On March 29, 2023, Joe put up a career-high 33 points in a 137–134 loss to the Charlotte Hornets. On November 16, Joe made all seven of his three-point attempts en route to 23 points in a 128–109 win against the Golden State Warriors.

On July 1, 2024, Joe re-signed with the Thunder on a four-year, $48 million contract.

On January 10, 2025, Joe scored 31 points on 11-of-16 shooting, connecting on a career-high eight three-pointers made in a 126–101 win over the New York Knicks. On June 22, 2025, Joe won his first NBA championship defeating the Indiana Pacers 103–91 in Game 7 of the NBA Finals. Although he did not appear in Game 7, Joe was part of the Thunder’s roster and contributed throughout the playoffs, averaging 6.4 points per game and shooting 41.1 percent from three-point range over 21 appearances.

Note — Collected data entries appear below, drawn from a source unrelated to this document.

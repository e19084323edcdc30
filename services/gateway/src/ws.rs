//! WebSocket connection handling.
//!
//! The first request on a connection must be `join`; it binds the
//! connection to one player id for its whole life. Requests get a direct
//! ack or error carrying their request id, while game events arrive
//! through the shared broadcast stream, filtered here so a connection
//! only ever sees public events and its own player's.

use crate::AppState;
use axum::{
    extract::{
        ws::{Message, WebSocket, WebSocketUpgrade},
        State,
    },
    response::IntoResponse,
};
use futures_util::{SinkExt, StreamExt};
use parlor_engine::Error;
use parlor_types::{
    api::{Audience, ClientMessage, GameKind, Response, ServerEvent},
    PlayerId,
};
use std::sync::{Arc, OnceLock};
use tokio::sync::{broadcast::error::RecvError, mpsc};
use tracing::{info, warn};

pub async fn ws_handler(
    ws: WebSocketUpgrade,
    State(state): State<AppState>,
) -> impl IntoResponse {
    ws.on_upgrade(|socket| handle_socket(socket, state))
}

async fn handle_socket(socket: WebSocket, state: AppState) {
    state.metrics.inc_connection_opened();
    let (mut sender, mut receiver) = socket.split();
    let (tx, mut rx) = mpsc::unbounded_channel::<Message>();
    let mut broadcast_rx = state.broadcaster.subscribe();

    // Written exactly once, by the first successful join.
    let identity: Arc<OnceLock<PlayerId>> = Arc::new(OnceLock::new());

    let write_task = {
        let metrics = state.metrics.clone();
        tokio::spawn(async move {
            while let Some(message) = rx.recv().await {
                if sender.send(message).await.is_err() {
                    break;
                }
                metrics.inc_message_sent();
            }
        })
    };

    let broadcast_task = {
        let tx = tx.clone();
        let identity = identity.clone();
        let metrics = state.metrics.clone();
        tokio::spawn(async move {
            loop {
                match broadcast_rx.recv().await {
                    Ok(event) => {
                        let mine = match event.audience() {
                            Audience::Everyone => true,
                            Audience::Player(target) => identity
                                .get()
                                .map(|me| me.as_str() == target)
                                .unwrap_or(false),
                        };
                        if !mine {
                            continue;
                        }
                        if let Ok(payload) = serde_json::to_string(event.as_ref()) {
                            if tx.send(Message::Text(payload)).is_err() {
                                break;
                            }
                        }
                    }
                    // A slow consumer misses events but keeps its connection.
                    Err(RecvError::Lagged(skipped)) => {
                        metrics.add_broadcast_lagged(skipped);
                        warn!(skipped, "connection lagged behind the event stream");
                    }
                    Err(RecvError::Closed) => break,
                }
            }
        })
    };

    while let Some(Ok(message)) = receiver.next().await {
        match message {
            Message::Text(text) => {
                state.metrics.inc_message_received();
                match serde_json::from_str::<ClientMessage>(&text) {
                    Ok(msg) => {
                        handle_message(msg, &state, &identity, &tx).await;
                    }
                    Err(err) => {
                        warn!(?err, "invalid inbound message");
                    }
                }
            }
            Message::Close(_) => break,
            _ => {}
        }
    }

    if let Some(player) = identity.get() {
        let events = {
            let mut rooms = state.rooms.lock().unwrap();
            rooms.disconnect(player)
        };
        state.publish(events);
        info!(player = player.as_str(), "connection closed");
    }
    state.metrics.inc_connection_closed();
    write_task.abort();
    broadcast_task.abort();
}

async fn handle_message(
    msg: ClientMessage,
    state: &AppState,
    identity: &OnceLock<PlayerId>,
    tx: &mpsc::UnboundedSender<Message>,
) {
    let request_id = msg.request_id().to_string();

    if let ClientMessage::Join { player_id, .. } = &msg {
        if identity.get().is_some_and(|bound| bound != player_id) {
            send_response(
                tx,
                Response::Error {
                    request_id,
                    code: "VALIDATION".to_string(),
                    message: "connection is bound to another player".to_string(),
                },
            );
            return;
        }
        let response = {
            let mut rooms = state.rooms.lock().unwrap();
            match rooms.dispatch(&msg) {
                Ok(events) => {
                    let _ = identity.set(player_id.clone());
                    state.publish(events);
                    Response::Ack { request_id }
                }
                Err(err) => error_response(request_id, &err),
            }
        };
        send_response(tx, response);
        return;
    }

    let player = match identity.get() {
        Some(player) => player.clone(),
        None => {
            send_response(
                tx,
                Response::Error {
                    request_id,
                    code: "NOT_JOINED".to_string(),
                    message: "join before any other request".to_string(),
                },
            );
            return;
        }
    };
    if msg.player_id() != player {
        send_response(
            tx,
            Response::Error {
                request_id,
                code: "VALIDATION".to_string(),
                message: "connection is bound to another player".to_string(),
            },
        );
        return;
    }

    let wager_room = bet_room(&msg);
    let response = {
        let mut rooms = state.rooms.lock().unwrap();
        match rooms.dispatch(&msg) {
            Ok(events) => {
                if wager_room.is_some() {
                    state.metrics.inc_wager_accepted();
                }
                state.publish(events);
                Response::Ack { request_id }
            }
            Err(err) => {
                if let Some(room) = wager_room {
                    state.metrics.inc_wager_rejected();
                    state.publish(vec![ServerEvent::BetError {
                        player_id: player.clone(),
                        room,
                        message: err.to_string(),
                    }]);
                }
                error_response(request_id, &err)
            }
        }
    };
    send_response(tx, response);
}

/// The room a wagering request belongs to, `None` for other traffic.
fn bet_room(msg: &ClientMessage) -> Option<GameKind> {
    match msg {
        ClientMessage::PlaceBet { game, .. } => Some(*game),
        ClientMessage::LockBet { .. } | ClientMessage::CancelBet { .. } => {
            Some(GameKind::CoinToss)
        }
        ClientMessage::RepeatBets { .. } => Some(GameKind::Lucky7),
        _ => None,
    }
}

fn send_response(tx: &mpsc::UnboundedSender<Message>, response: Response) {
    if let Ok(payload) = serde_json::to_string(&response) {
        let _ = tx.send(Message::Text(payload));
    }
}

fn error_response(request_id: String, err: &Error) -> Response {
    Response::Error {
        request_id,
        code: err.code().to_string(),
        message: err.to_string(),
    }
}
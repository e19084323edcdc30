//! Game engines for parlor.
//!
//! Each game is a synchronous state machine over logical one-second ticks:
//! the gateway owns the wall clock and calls [`tick`](lucky7::Lucky7Round::tick)
//! once per second, while tests step rounds deterministically with a seeded
//! RNG and no runtime. Engines mutate their round state, wager maps, and
//! house stats only behind the caller's lock (single writer); every chip
//! movement goes through the [`ledger::Ledger`] seam as one atomic
//! operation; settlement always completes before any reveal event is handed
//! back for broadcast.

pub mod andar_bahar;
pub mod clock;
pub mod coin_toss;
pub mod error;
pub mod house;
pub mod ledger;
pub mod lucky7;
pub mod outcome;
pub mod overrides;
pub mod settlement;


pub use andar_bahar::{DuelConfig, DuelMatchmaker};
pub use clock::{RoundPhase, RoundTiming};
pub use coin_toss::CoinTossRound;
pub use error::Error;
pub use house::HouseStats;
pub use ledger::{BetId, GameId, Ledger, LedgerError, MemoryLedger};
pub use lucky7::Lucky7Round;
pub use outcome::OutcomeRng;
pub use settlement::{settle_round, PlacedWager, RoundSettlement};
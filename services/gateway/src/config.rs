//! Gateway configuration, loaded from a YAML file.
//!
//! Every field has a default so the gateway runs with no config at all;
//! a partial file overrides whole sections.

use anyhow::Context;
use parlor_engine::{DuelConfig, RoundTiming};
use serde::Deserialize;
use std::{fmt, net::SocketAddr, str::FromStr};
use tracing::Level;

#[derive(Clone, Debug, Deserialize)]
pub struct GatewayConfig {
    #[serde(default = "default_listen_addr")]
    pub listen_addr: String,
    #[serde(default = "default_log_level")]
    pub log_level: String,
    /// Enables the /admin routes when set. Requests must carry it as a
    /// bearer token.
    #[serde(default)]
    pub admin_token: Option<String>,
    #[serde(default = "default_lucky7_timing")]
    pub lucky7: TimingConfig,
    #[serde(default = "default_coin_toss_timing")]
    pub coin_toss: TimingConfig,
    #[serde(default = "default_duel_timing")]
    pub duel: DuelTimingConfig,
    /// Entries per game in the recent-results feed sent on join. Zero
    /// disables the feed.
    #[serde(default = "default_recent_results_limit")]
    pub recent_results_limit: usize,
}

/// Round durations for one shared-table game.
#[derive(Clone, Copy, Debug, Deserialize)]
pub struct TimingConfig {
    pub countdown_secs: u32,
    pub freeze_cutoff_secs: u32,
    pub intermission_secs: u32,
}

impl TimingConfig {
    pub fn to_timing(self) -> RoundTiming {
        RoundTiming {
            countdown_secs: self.countdown_secs,
            freeze_cutoff_secs: self.freeze_cutoff_secs,
            intermission_secs: self.intermission_secs,
        }
    }
}

#[derive(Clone, Copy, Debug, Deserialize)]
pub struct DuelTimingConfig {
    pub start_delay_secs: u32,
    pub choice_timeout_secs: u32,
}

impl DuelTimingConfig {
    pub fn to_config(self) -> DuelConfig {
        DuelConfig {
            start_delay_secs: self.start_delay_secs,
            choice_timeout_secs: self.choice_timeout_secs,
        }
    }
}

fn default_listen_addr() -> String {
    "0.0.0.0:9130".to_string()
}

fn default_log_level() -> String {
    "info".to_string()
}

fn default_lucky7_timing() -> TimingConfig {
    TimingConfig {
        countdown_secs: 60,
        freeze_cutoff_secs: 10,
        intermission_secs: 6,
    }
}

fn default_coin_toss_timing() -> TimingConfig {
    TimingConfig {
        countdown_secs: 30,
        freeze_cutoff_secs: 10,
        intermission_secs: 6,
    }
}

fn default_duel_timing() -> DuelTimingConfig {
    DuelTimingConfig {
        start_delay_secs: 3,
        choice_timeout_secs: 60,
    }
}

fn default_recent_results_limit() -> usize {
    10
}

impl Default for GatewayConfig {
    fn default() -> GatewayConfig {
        GatewayConfig {
            listen_addr: default_listen_addr(),
            log_level: default_log_level(),
            admin_token: None,
            lucky7: default_lucky7_timing(),
            coin_toss: default_coin_toss_timing(),
            duel: default_duel_timing(),
            recent_results_limit: default_recent_results_limit(),
        }
    }
}

impl GatewayConfig {
    pub fn load(path: &str) -> anyhow::Result<GatewayConfig> {
        let contents = std::fs::read_to_string(path)
            .with_context(|| format!("could not read config file {path}"))?;
        serde_yaml::from_str(&contents).context("could not parse config file")
    }

    pub fn validate(&self) -> anyhow::Result<()> {
        self.listen_addr
            .parse::<SocketAddr>()
            .with_context(|| format!("invalid listen_addr {:?}", self.listen_addr))?;
        Level::from_str(&self.log_level)
            .with_context(|| format!("invalid log_level {:?}", self.log_level))?;
        self.lucky7
            .to_timing()
            .validate()
            .map_err(|err| anyhow::anyhow!("lucky7: {err}"))?;
        self.coin_toss
            .to_timing()
            .validate()
            .map_err(|err| anyhow::anyhow!("coin_toss: {err}"))?;
        self.duel
            .to_config()
            .validate()
            .map_err(|err| anyhow::anyhow!("duel: {err}"))?;
        if let Some(token) = &self.admin_token {
            if token.len() < 16 {
                anyhow::bail!("admin_token must be at least 16 characters");
            }
        }
        Ok(())
    }

    /// Debug view safe for logs and the dry-run report.
    pub fn redacted_debug(&self) -> impl fmt::Debug + '_ {
        RedactedConfig(self)
    }
}

struct RedactedConfig<'a>(&'a GatewayConfig);

impl fmt::Debug for RedactedConfig<'_> {
    fn fmt(&self, f: &mut fmt::Formatter<'_>) -> fmt::Result {
        let cfg = self.0;
        f.debug_struct("GatewayConfig")
            .field("listen_addr", &cfg.listen_addr)
            .field("log_level", &cfg.log_level)
            .field(
                "admin_token",
                &cfg.admin_token.as_ref().map(|_| "<redacted>"),
            )
            .field("lucky7", &cfg.lucky7)
            .field("coin_toss", &cfg.coin_toss)
            .field("duel", &cfg.duel)
            .field("recent_results_limit", &cfg.recent_results_limit)
            .finish()
    }
}

#[cfg(test)]
mod tests {
    use super::*;

    #[test]
    fn defaults_are_valid() {
        let config = GatewayConfig::default();
        config.validate().unwrap();
        assert_eq!(config.lucky7.countdown_secs, 60);
        assert_eq!(config.coin_toss.countdown_secs, 30);
        assert_eq!(config.duel.choice_timeout_secs, 60);
        assert_eq!(config.log_level, "info");
        assert!(config.admin_token.is_none());
    }

    #[test]
    fn yaml_overrides_whole_sections() {
        let yaml = r#"
listen_addr: "127.0.0.1:8080"
admin_token: "a-long-enough-admin-token"
coin_toss:
  countdown_secs: 20
  freeze_cutoff_secs: 5
  intermission_secs: 4
"#;
        let config: GatewayConfig = serde_yaml::from_str(yaml).unwrap();
        config.validate().unwrap();
        assert_eq!(config.listen_addr, "127.0.0.1:8080");
        assert_eq!(config.coin_toss.countdown_secs, 20);
        // Untouched sections keep their defaults.
        assert_eq!(config.lucky7.countdown_secs, 60);
    }

    #[test]
    fn degenerate_timings_are_rejected() {
        let mut config = GatewayConfig::default();
        config.lucky7.freeze_cutoff_secs = 60;
        assert!(config.validate().is_err());

        let mut config = GatewayConfig::default();
        config.listen_addr = "not an addr".to_string();
        assert!(config.validate().is_err());

        let mut config = GatewayConfig::default();
        config.admin_token = Some("short".to_string());
        assert!(config.validate().is_err());

        let mut config = GatewayConfig::default();
        config.log_level = "loud".to_string();
        assert!(config.validate().is_err());
    }

    #[test]
    fn redacted_debug_hides_the_token() {
        let mut config = GatewayConfig::default();
        config.admin_token = Some("a-long-enough-admin-token".to_string());
        let printed = format!("{:?}", config.redacted_debug());
        assert!(printed.contains("<redacted>"));
        assert!(!printed.contains("a-long-enough-admin-token"));
    }
}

===Detroit Pistons (2026–present)===
On July 6, 2026, Joe was traded to the Detroit Pistons in exchange for two second-round picks.

==Career statistics==

===NBA===
====Regular season====

| Year | Team | GP | GS | MPG | FG% | 3P% | FT% | RPG | APG | SPG | BPG | PPG |
|---|---|---|---|---|---|---|---|---|---|---|---|---|
| 2020–21 | Philadelphia | 41 | 1 | 9.3 | .361 | .368 | .750 | .9 | .5 | .3 | .1 | 3.7 |
| 2021–22 | Philadelphia | 55 | 1 | 11.1 | .350 | .333 | .935 | 1.0 | .6 | .3 | .1 | 3.6 |
| 2022–23 | Oklahoma City | 73 | 10 | 19.1 | .441 | .409 | .820 | 2.4 | 1.2 | .7 | .1 | 9.5 |
| 2023–24 | Oklahoma City | 78 | 1 | 18.5 | .458 | .416 | .865 | 2.3 | 1.3 | .6 | .3 | 8.2 |
| 2024–25† | Oklahoma City | 74 | 16 | 21.7 | .440 | .412 | .821 | 2.6 | 1.6 | .6 | .1 | 10.2 |
| 2025–26 | Oklahoma City | 71 | 9 | 21.2 | .455 | .423 | .894 | 2.5 | 1.3 | .7 | .2 | 11.1 |
| Career |  | 392 | 38 | 17.7 | .436 | .406 | .855 | 2.1 | 1.2 | .6 | .1 | 8.2 |

====Playoffs====

| Year | Team | GP | GS | MPG | FG% | 3P% | FT% | RPG | APG | SPG | BPG | PPG |
|---|---|---|---|---|---|---|---|---|---|---|---|---|
| 2021 | Philadelphia | 4 | 0 | 2.4 | .333 | .000 | — | .0 | .3 | .0 | .0 | .5 |
| 2022 | Philadelphia | 7 | 0 | 2.1 | .400 | .333 | — | .3 | .0 | .0 | .0 | .7 |
| 2024 | Oklahoma City | 10 | 2 | 17.3 | .444 | .410 | — | 2.2 | 1.0 | .5 | .0 | 6.4 |
| 2025† | Oklahoma City | 21 | 0 | 10.0 | .493 | .411 | .857 | 1.4 | .7 | .3 | .1 | 5.1 |
| 2026 | Oklahoma City | 13 | 0 | 11.0 | .418 | .348 | 1.000 | 1.4 | 1.1 | .5 | .1 | 4.8 |
| Career |  | 55 | 2 | 10.0 | .453 | .384 | .867 | 1.3 | .7 | .3 | .1 | 4.4 |

===College===

| Year | Team | GP | GS | MPG | FG% | 3P% | FT% | RPG | APG | SPG | BPG | PPG |
|---|---|---|---|---|---|---|---|---|---|---|---|---|
| 2018–19 | Arkansas | 34 | 34 | 30.1 | .413 | .414 | .756 | 2.8 | 1.7 | 1.5 | .1 | 13.9 |
| 2019–20 | Arkansas | 26 | 25 | 36.1 | .367 | .342 | .890 | 4.1 | 1.7 | 1.4 | .3 | 16.9 |
| Career |  | 60 | 59 | 32.7 | .390 | .378 | .827 | 3.4 | 1.7 | 1.5 | .2 | 15.2 |

==Personal life==
Joe's brother, Jacob, plays college basketball for the Newman Jets.

In 2024, Joe hosted a "Shooters Shoot" youth training camp in his hometown of Fort Smith, Arkansas, with over 200 kids participating.